MATERIAL FOR THE TASK
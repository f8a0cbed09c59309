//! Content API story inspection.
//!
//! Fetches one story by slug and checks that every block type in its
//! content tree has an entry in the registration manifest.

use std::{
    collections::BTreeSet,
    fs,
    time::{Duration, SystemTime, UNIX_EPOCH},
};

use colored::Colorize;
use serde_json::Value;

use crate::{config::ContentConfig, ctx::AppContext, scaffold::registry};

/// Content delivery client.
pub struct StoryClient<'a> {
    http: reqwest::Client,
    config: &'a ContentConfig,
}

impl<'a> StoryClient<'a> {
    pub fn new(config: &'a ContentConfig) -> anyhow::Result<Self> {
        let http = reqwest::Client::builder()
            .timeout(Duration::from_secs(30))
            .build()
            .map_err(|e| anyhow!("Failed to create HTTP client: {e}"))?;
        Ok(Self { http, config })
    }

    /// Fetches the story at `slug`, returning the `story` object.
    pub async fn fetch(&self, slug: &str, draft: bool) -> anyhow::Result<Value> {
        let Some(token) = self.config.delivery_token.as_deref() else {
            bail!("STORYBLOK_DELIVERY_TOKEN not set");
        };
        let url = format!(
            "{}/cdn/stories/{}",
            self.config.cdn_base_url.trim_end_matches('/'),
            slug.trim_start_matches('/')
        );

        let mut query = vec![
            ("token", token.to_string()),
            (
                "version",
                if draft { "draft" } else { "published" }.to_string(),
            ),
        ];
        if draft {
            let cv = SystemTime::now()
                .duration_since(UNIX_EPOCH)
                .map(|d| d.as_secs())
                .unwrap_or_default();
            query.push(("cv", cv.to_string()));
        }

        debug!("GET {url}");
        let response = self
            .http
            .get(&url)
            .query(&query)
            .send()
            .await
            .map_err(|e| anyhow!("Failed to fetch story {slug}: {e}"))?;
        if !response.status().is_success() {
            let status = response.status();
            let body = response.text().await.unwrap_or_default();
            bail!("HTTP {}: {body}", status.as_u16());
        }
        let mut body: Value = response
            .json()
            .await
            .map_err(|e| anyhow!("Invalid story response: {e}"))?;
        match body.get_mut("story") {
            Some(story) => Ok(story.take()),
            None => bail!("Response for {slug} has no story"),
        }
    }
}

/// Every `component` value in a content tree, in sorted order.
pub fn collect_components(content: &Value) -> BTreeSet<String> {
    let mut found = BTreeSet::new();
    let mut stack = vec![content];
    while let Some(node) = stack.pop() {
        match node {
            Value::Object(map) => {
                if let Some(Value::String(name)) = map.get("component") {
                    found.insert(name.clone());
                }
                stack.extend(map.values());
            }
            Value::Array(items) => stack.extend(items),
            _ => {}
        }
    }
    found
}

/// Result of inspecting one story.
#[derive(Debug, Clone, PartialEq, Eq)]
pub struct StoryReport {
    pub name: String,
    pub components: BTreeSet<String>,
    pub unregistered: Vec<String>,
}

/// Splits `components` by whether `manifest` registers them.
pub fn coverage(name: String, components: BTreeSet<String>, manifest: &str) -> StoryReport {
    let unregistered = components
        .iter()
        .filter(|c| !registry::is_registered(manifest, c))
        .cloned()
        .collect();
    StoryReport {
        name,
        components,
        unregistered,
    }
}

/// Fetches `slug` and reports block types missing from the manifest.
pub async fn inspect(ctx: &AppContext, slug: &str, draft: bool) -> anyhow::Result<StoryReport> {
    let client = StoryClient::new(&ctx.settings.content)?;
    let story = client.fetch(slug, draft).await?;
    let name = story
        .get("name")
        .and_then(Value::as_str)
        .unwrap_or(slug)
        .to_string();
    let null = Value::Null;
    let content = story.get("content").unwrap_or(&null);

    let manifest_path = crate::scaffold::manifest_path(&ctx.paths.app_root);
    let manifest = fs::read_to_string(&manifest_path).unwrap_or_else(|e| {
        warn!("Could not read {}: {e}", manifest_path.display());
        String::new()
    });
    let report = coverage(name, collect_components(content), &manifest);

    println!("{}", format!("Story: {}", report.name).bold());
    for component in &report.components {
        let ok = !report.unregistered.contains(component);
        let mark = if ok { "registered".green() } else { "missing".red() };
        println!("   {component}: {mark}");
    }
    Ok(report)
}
---
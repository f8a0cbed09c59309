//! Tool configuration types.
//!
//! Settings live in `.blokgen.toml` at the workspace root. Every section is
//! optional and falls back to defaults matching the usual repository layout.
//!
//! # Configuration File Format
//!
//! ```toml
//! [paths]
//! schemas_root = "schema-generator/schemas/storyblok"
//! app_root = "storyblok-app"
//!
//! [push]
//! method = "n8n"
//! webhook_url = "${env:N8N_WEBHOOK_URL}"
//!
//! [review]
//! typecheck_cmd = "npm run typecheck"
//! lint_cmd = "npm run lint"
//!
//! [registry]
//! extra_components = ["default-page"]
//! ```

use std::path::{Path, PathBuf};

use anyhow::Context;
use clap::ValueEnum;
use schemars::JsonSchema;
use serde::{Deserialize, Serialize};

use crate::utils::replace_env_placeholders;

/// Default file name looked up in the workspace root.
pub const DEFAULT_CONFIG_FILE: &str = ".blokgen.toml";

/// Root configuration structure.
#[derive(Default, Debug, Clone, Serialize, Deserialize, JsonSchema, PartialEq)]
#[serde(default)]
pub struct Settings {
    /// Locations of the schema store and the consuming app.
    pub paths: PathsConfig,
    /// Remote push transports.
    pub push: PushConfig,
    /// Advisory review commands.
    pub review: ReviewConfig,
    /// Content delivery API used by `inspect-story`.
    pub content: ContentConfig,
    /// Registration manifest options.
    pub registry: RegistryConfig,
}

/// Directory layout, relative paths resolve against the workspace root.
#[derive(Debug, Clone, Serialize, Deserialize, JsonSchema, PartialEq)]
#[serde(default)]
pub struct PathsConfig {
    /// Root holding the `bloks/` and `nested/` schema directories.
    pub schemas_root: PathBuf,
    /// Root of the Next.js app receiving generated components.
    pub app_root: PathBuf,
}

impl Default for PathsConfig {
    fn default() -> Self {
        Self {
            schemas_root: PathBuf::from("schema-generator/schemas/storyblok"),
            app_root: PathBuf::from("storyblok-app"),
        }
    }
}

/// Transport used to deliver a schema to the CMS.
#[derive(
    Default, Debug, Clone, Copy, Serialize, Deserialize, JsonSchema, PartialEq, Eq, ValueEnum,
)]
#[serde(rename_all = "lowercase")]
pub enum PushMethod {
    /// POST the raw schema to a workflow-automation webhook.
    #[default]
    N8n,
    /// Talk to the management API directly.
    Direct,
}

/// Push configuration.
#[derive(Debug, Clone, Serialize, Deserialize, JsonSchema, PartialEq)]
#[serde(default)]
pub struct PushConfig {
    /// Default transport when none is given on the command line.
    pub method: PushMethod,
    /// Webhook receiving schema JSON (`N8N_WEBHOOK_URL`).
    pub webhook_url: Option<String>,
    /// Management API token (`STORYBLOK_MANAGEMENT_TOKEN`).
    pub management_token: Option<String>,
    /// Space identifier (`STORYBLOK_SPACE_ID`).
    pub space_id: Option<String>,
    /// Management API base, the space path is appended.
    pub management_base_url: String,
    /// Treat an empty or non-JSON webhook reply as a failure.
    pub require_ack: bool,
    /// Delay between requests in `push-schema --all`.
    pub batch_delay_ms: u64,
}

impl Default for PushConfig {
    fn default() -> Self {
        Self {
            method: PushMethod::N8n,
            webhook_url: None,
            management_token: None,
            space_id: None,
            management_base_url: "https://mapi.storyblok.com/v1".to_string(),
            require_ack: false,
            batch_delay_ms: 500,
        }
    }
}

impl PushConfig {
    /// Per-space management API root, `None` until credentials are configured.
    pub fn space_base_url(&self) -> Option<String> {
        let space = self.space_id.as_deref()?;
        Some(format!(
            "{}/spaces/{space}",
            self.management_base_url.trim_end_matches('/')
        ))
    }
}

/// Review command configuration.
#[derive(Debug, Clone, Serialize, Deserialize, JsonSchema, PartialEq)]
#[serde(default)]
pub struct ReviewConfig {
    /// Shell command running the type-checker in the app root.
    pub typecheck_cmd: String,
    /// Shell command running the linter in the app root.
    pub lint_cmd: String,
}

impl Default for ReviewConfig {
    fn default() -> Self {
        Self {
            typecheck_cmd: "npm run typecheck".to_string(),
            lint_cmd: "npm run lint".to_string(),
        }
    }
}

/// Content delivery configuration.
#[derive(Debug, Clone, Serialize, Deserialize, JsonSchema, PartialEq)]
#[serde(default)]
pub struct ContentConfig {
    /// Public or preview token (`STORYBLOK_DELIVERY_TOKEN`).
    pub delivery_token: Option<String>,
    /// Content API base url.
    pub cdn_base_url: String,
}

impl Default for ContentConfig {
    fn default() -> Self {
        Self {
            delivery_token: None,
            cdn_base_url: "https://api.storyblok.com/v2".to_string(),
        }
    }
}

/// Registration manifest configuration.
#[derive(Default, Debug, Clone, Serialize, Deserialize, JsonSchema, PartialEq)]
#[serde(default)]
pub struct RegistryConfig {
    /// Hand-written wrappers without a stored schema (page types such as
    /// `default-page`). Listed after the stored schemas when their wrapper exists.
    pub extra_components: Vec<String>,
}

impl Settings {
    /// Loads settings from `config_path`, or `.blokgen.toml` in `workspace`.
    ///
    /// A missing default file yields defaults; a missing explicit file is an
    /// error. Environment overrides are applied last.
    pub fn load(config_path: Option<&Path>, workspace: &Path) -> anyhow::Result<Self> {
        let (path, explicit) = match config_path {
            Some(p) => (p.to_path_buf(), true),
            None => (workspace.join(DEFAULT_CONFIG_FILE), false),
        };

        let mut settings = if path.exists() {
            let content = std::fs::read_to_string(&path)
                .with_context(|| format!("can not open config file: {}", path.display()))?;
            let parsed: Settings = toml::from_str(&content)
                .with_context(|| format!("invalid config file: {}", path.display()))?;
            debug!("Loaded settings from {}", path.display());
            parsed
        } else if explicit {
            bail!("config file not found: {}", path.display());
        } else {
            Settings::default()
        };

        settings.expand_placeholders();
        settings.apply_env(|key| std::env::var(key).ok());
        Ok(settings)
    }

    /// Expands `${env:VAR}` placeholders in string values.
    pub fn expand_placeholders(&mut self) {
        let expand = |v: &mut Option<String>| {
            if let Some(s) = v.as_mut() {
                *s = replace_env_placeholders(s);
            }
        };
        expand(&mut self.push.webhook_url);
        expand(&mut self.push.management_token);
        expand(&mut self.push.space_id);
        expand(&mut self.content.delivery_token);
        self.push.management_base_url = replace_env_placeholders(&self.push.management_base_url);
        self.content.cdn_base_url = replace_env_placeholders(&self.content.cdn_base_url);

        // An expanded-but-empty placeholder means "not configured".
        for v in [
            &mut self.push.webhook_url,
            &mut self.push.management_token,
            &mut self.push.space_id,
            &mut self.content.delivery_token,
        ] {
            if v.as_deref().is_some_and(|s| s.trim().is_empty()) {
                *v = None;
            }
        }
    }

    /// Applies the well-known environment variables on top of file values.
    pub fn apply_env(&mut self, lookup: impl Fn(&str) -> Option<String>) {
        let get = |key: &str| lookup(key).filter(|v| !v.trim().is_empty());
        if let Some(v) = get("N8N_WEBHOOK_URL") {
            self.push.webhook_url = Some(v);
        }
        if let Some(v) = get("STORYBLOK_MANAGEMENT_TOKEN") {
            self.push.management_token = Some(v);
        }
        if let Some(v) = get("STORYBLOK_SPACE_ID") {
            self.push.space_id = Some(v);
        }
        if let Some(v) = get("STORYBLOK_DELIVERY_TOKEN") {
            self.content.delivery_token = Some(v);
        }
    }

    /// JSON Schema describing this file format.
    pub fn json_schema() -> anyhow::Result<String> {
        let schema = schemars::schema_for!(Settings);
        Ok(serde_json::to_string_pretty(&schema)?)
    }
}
==
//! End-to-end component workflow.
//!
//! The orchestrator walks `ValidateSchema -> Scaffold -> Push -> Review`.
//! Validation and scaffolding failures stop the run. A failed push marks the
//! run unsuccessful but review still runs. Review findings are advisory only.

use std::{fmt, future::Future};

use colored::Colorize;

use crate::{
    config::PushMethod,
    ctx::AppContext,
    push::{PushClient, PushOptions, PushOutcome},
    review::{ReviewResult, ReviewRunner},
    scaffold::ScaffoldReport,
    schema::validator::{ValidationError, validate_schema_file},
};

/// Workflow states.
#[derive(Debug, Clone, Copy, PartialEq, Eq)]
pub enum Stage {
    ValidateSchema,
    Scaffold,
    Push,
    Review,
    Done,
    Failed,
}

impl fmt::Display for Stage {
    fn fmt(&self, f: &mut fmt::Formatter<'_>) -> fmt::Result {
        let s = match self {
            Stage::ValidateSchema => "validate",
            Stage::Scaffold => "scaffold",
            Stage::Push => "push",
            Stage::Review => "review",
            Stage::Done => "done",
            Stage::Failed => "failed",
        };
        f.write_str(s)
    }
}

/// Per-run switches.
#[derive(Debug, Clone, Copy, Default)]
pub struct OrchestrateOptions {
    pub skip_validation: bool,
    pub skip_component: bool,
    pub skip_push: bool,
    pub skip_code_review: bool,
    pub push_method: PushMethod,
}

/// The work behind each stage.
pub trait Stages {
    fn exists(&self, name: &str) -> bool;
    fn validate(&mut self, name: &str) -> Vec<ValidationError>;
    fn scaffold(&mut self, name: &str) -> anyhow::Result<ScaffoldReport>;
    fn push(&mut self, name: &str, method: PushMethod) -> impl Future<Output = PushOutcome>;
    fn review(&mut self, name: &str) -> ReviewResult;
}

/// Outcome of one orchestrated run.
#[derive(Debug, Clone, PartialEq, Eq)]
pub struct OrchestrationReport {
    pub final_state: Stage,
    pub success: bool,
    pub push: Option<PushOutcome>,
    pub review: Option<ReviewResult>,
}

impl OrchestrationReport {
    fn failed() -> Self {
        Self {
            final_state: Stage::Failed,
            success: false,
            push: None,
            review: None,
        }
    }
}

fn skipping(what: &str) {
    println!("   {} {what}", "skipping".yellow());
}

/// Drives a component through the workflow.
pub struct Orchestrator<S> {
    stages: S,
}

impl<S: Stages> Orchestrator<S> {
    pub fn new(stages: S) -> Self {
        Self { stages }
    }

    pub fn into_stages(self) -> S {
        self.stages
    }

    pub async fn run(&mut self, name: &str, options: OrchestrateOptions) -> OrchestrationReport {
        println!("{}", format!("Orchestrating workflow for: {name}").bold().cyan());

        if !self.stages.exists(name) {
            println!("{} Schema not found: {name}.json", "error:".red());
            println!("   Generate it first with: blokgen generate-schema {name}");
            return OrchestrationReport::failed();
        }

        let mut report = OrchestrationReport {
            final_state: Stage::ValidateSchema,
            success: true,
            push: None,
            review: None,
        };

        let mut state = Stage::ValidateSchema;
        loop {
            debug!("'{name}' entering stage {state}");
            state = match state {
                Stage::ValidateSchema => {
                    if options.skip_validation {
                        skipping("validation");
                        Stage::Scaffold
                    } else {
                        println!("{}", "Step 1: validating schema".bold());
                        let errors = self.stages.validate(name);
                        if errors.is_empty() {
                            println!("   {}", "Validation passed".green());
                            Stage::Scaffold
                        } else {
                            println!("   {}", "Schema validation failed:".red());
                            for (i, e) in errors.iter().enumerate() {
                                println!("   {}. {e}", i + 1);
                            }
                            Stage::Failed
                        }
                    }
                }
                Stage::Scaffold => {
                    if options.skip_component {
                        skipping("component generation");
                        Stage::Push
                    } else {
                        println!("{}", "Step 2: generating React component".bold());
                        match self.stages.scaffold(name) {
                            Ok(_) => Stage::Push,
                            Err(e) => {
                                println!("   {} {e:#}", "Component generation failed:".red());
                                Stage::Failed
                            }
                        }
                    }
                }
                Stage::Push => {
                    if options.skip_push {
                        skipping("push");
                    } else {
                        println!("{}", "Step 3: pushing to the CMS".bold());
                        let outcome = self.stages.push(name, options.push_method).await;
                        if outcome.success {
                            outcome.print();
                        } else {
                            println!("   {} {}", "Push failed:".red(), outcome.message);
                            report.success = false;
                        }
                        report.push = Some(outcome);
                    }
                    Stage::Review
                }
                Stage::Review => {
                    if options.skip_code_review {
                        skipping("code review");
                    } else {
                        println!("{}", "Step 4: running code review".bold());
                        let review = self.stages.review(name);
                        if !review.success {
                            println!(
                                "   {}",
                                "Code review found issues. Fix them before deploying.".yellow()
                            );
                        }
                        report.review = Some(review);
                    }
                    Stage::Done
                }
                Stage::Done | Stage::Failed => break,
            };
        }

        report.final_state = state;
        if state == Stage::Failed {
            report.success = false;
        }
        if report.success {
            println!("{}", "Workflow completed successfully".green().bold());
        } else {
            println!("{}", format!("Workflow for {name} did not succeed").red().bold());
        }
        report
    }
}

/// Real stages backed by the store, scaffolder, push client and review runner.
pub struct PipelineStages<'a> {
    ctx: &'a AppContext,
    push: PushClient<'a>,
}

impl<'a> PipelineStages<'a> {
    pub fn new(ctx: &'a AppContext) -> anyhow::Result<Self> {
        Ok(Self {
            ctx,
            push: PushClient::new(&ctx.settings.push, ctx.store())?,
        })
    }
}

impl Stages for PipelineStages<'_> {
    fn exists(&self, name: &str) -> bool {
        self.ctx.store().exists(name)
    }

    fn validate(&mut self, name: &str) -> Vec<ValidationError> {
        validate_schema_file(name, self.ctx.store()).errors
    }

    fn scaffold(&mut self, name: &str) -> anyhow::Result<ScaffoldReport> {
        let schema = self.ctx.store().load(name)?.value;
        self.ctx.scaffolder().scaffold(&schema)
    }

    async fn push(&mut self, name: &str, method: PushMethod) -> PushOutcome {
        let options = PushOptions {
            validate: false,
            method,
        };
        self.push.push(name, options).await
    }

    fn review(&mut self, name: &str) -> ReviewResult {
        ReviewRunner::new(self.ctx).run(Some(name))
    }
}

TASK ITEM
When a line contains the string "Fetches", count that line; once every line of the records has been checked, state the count alone.

YOUR RESPONSE
3